A method and apparatus for speaker recognition is provided. One embodiment of a method for determining whether a given speech signal is produced by an alleged speaker, where a plurality of statistical models (including at least one support vector machine) have been produced for the alleged speaker based on a previous speech signal received from the alleged speaker, includes receiving the given speech signal, the speech signal representing an utterance made by a speaker claiming to be the alleged speaker, scoring the given speech signal using at least two modeling systems, where at least one of the modeling systems is a support vector machine, combining scores produced by the modeling systems, with equal weights, to produce a final score, and determining, in accordance with the final score, whether the speaker is likely the alleged speaker.

Description

    CROSS REFERENCE TO RELATED APPLICATIONS
  • This application claims the benefit of U.S. Provisional Patent Applications Ser. No. 60/803,971, filed Jun. 5, 2006; Ser. No. 60/823,245, filed Aug. 22, 2006; and Ser. No. 60/864,122, filed Nov. 2, 2006. All of these applications are herein incorporated by reference in their entireties.
  • REFERENCE TO GOVERNMENT FUNDING
  • This invention was made with Government support under grant numbers IRI-9619921 and IIS-0329258 awarded by the National Science Foundation. The Government has certain rights in this invention.
  • FIELD OF THE INVENTION
  • The present invention relates generally to the field of speaker recognition.

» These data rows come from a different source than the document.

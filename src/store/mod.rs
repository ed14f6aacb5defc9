pub mod memory;
pub mod object;
pub mod records;
pub mod writer;

pub use memory::{MemoryObjectStore, MemoryRecordStore};
pub use object::{FsObjectStore, ObjectStore};
pub use records::{PutOutcome, RecordStore, SqliteRecordStore};
pub use writer::{write_records, WriteSummary};
/// Candidate delimiters in preference order.
const CANDIDATES: [u8; 4] = [b',', b'\t', b';', b'|'];

/// How many content lines to sample when sniffing.
const SAMPLE_LINES: usize = 10;

/// Detect the field delimiter of `text`.
///
/// A candidate wins outright when it splits every sampled line into the same
/// number of fields, more than one. If no candidate is consistent the
/// delimiter producing the most fields on the first content line wins, with
/// earlier candidates breaking ties.
pub fn sniff_delimiter(text: &str) -> u8 {
    let sample: Vec<&str> = text
        .lines()
        .filter(|line| !line.trim().is_empty())
        .take(SAMPLE_LINES)
        .collect();

    let first = match sample.first() {
        Some(line) => *line,
        None => return b',',
    };

    for &delim in &CANDIDATES {
        let counts: Vec<usize> = sample.iter().map(|line| field_count(line, delim)).collect();
        if counts[0] > 1 && counts.iter().all(|&c| c == counts[0]) {
            return delim;
        }
    }

    // max_by_key keeps the last maximum, so walk candidates in reverse to
    // make earlier ones win ties.
    CANDIDATES
        .iter()
        .rev()
        .copied()
        .max_by_key(|&delim| field_count(first, delim))
        .unwrap_or(b',')
}

fn field_count(line: &str, delim: u8) -> usize {
    line.split(delim as char).count()
}

#[cfg(test)]
mod tests {
    use super::*;

    #[test]
    fn detects_comma() {
        assert_eq!(sniff_delimiter("a,b,c\n1,2,3\n"), b',');
    }

    #[test]
    fn detects_tab() {
        assert_eq!(sniff_delimiter("a\tb\tc\n1\t2\t3\n"), b'\t');
    }

    #[test]
    fn detects_semicolon() {
        assert_eq!(sniff_delimiter("a;b;c\n1;2;3\n"), b';');
    }

    #[test]
    fn detects_pipe() {
        assert_eq!(sniff_delimiter("a|b|c\n1|2|3\n"), b'|');
    }

    #[test]
    fn inconsistent_counts_fall_back_to_first_line_majority() {
        // Semicolon splits the first line into three fields but the second
        // into two, so no candidate is consistent; semicolon still produces
        // the most fields on the first content line.
        let text = "a;b;c\nd;e\n";
        assert_eq!(sniff_delimiter(text), b';');
    }

    #[test]
    fn commas_inside_semicolon_fields_do_not_confuse_it() {
        let text = "name;value\nPlant A, Unit 1;100\nPlant B, Unit 2;200\n";
        assert_eq!(sniff_delimiter(text), b';');
    }

    #[test]
    fn empty_input_defaults_to_comma() {
        assert_eq!(sniff_delimiter(""), b',');
        assert_eq!(sniff_delimiter("single header\n"), b',');
    }

    #[test]
    fn blank_lines_are_ignored_in_the_sample() {
        assert_eq!(sniff_delimiter("\n\na,b\n1,2\n"), b',');
    }
}
// src/poller.rs

use anyhow::{Context, Result};
use chrono::{DateTime, Utc};
use std::{sync::Arc, time::Duration};
use tokio::time::sleep;
use tracing::{error, info, warn};

use crate::process::{decode_text, process_text, FileAggregate};
use crate::schema::AliasTable;
use crate::store::{write_records, ObjectStore, RecordStore};

/// File suffix the discovery pass recognizes, matched case-insensitively.
const TABULAR_SUFFIX: &str = ".csv";

/// Drives the discover, process, relocate lifecycle over the incoming
/// prefix. Processing is strictly sequential: one object is fully handled
/// before the next begins, so a run never races itself on a plant key.
pub struct Poller {
    objects: Arc<dyn ObjectStore>,
    records: Arc<dyn RecordStore>,
    aliases: AliasTable,
    incoming_prefix: String,
    processed_prefix: String,
}

/// What one discovery pass did, for the log line at the end of the pass.
#[derive(Debug, Clone, Copy)]
pub struct PassSummary {
    pub objects_seen: usize,
    pub objects_processed: usize,
    pub objects_failed: usize,
    pub records_written: usize,
    pub rows_skipped: usize,
    pub started: DateTime<Utc>,
    pub finished: DateTime<Utc>,
}

impl Poller {
    pub fn new(
        objects: Arc<dyn ObjectStore>,
        records: Arc<dyn RecordStore>,
        aliases: AliasTable,
        incoming_prefix: impl Into<String>,
        processed_prefix: impl Into<String>,
    ) -> Self {
        Self {
            objects,
            records,
            aliases,
            incoming_prefix: incoming_prefix.into(),
            processed_prefix: processed_prefix.into(),
        }
    }

    /// Create the bucket and the table if absent. Run once before the first
    /// pass; both collaborators treat it as a no-op thereafter.
    pub async fn ensure_collaborators(&self) -> Result<()> {
        self.objects
            .ensure_bucket()
            .await
            .context("ensuring bucket")?;
        self.records
            .ensure_table()
            .await
            .context("ensuring table")?;
        Ok(())
    }

    /// One discovery pass over the incoming prefix.
    ///
    /// Each listed tabular object is fetched, processed and relocated in
    /// turn. A failure on one object is logged and skipped; the object
    /// stays under the incoming prefix and is retried on the next pass,
    /// which is what makes delivery at-least-once.
    pub async fn run_pass(&self) -> Result<PassSummary> {
        let started = Utc::now();
        let keys = self
            .objects
            .list(&self.incoming_prefix)
            .await
            .context("listing incoming prefix")?;

        let mut objects_seen = 0;
        let mut objects_processed = 0;
        let mut objects_failed = 0;
        let mut records_written = 0;
        let mut rows_skipped = 0;

        for key in keys {
            if !key.to_lowercase().ends_with(TABULAR_SUFFIX) {
                continue;
            }
            objects_seen += 1;

            match self.process_object(&key).await {
                Ok(outcome) => {
                    objects_processed += 1;
                    records_written += outcome.written;
                    rows_skipped += outcome.rows_skipped;
                    info!(
                        key = %key,
                        written = outcome.written,
                        skipped = outcome.rows_skipped,
                        "processed"
                    );
                }
                Err(e) => {
                    objects_failed += 1;
                    error!(key = %key, error = %format!("{e:#}"), "object failed, will retry next pass");
                }
            }
        }

        Ok(PassSummary {
            objects_seen,
            objects_processed,
            objects_failed,
            records_written,
            rows_skipped,
            started,
            finished: Utc::now(),
        })
    }

    /// Poll forever: one pass, sleep, repeat. Nothing a pass does is fatal.
    pub async fn run(&self, interval: Duration) -> Result<()> {
        loop {
            match self.run_pass().await {
                Ok(summary) => info!(
                    seen = summary.objects_seen,
                    processed = summary.objects_processed,
                    failed = summary.objects_failed,
                    written = summary.records_written,
                    elapsed_ms = (summary.finished - summary.started).num_milliseconds(),
                    "pass complete"
                ),
                Err(e) => error!("pass failed: {e:#}"),
            }
            sleep(interval).await;
        }
    }

    async fn process_object(&self, key: &str) -> Result<ObjectOutcome> {
        let bytes = self
            .objects
            .get(key)
            .await
            .with_context(|| format!("fetching {key}"))?;
        let text = decode_text(&bytes);

        let aggregate = match process_text(&text, &self.aliases) {
            Ok(aggregate) => aggregate,
            Err(e) => {
                // The file as a whole is unusable, which is handled, not
                // retried: consume it with zero records so the poller does
                // not rediscover it forever.
                warn!(key = %key, error = %e, "rejected file, consuming with zero records");
                FileAggregate::default()
            }
        };

        let write = write_records(self.records.as_ref(), &aggregate.records)
            .await
            .with_context(|| format!("writing records from {key}"))?;

        // The write above is the durability point. Relocation is cleanup: if
        // it fails the object is reprocessed next pass, and the replacing
        // upserts land on identical values.
        self.relocate(key)
            .await
            .with_context(|| format!("relocating {key}"))?;

        Ok(ObjectOutcome {
            written: write.written,
            rows_skipped: aggregate.skips.total(),
        })
    }

    async fn relocate(&self, key: &str) -> Result<()> {
        let rest = key.strip_prefix(&self.incoming_prefix).unwrap_or(key);
        let dest = format!("{}{}", self.processed_prefix, rest);
        self.objects.copy(key, &dest).await?;
        self.objects.delete(key).await?;
        Ok(())
    }
}

struct ObjectOutcome {
    written: usize,
    rows_skipped: usize,
}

  • SUMMARY OF THE INVENTION
  • A method and apparatus for speaker recognition is provided. One embodiment of a method for determining whether a given speech signal is produced by an alleged speaker, where a plurality of statistical models (including at least one support vector machine) have been produced for the alleged speaker based on a previous speech signal received from the alleged speaker, includes receiving the given speech signal, the speech signal representing an utterance made by a speaker claiming to be the alleged speaker, scoring the given speech signal using at least two modeling systems, where at least one of the modeling systems is a support vector machine, combining scores produced by the modeling systems, with equal weights, to produce a final score, and determining, in accordance with the final score, whether the speaker is likely the alleged speaker.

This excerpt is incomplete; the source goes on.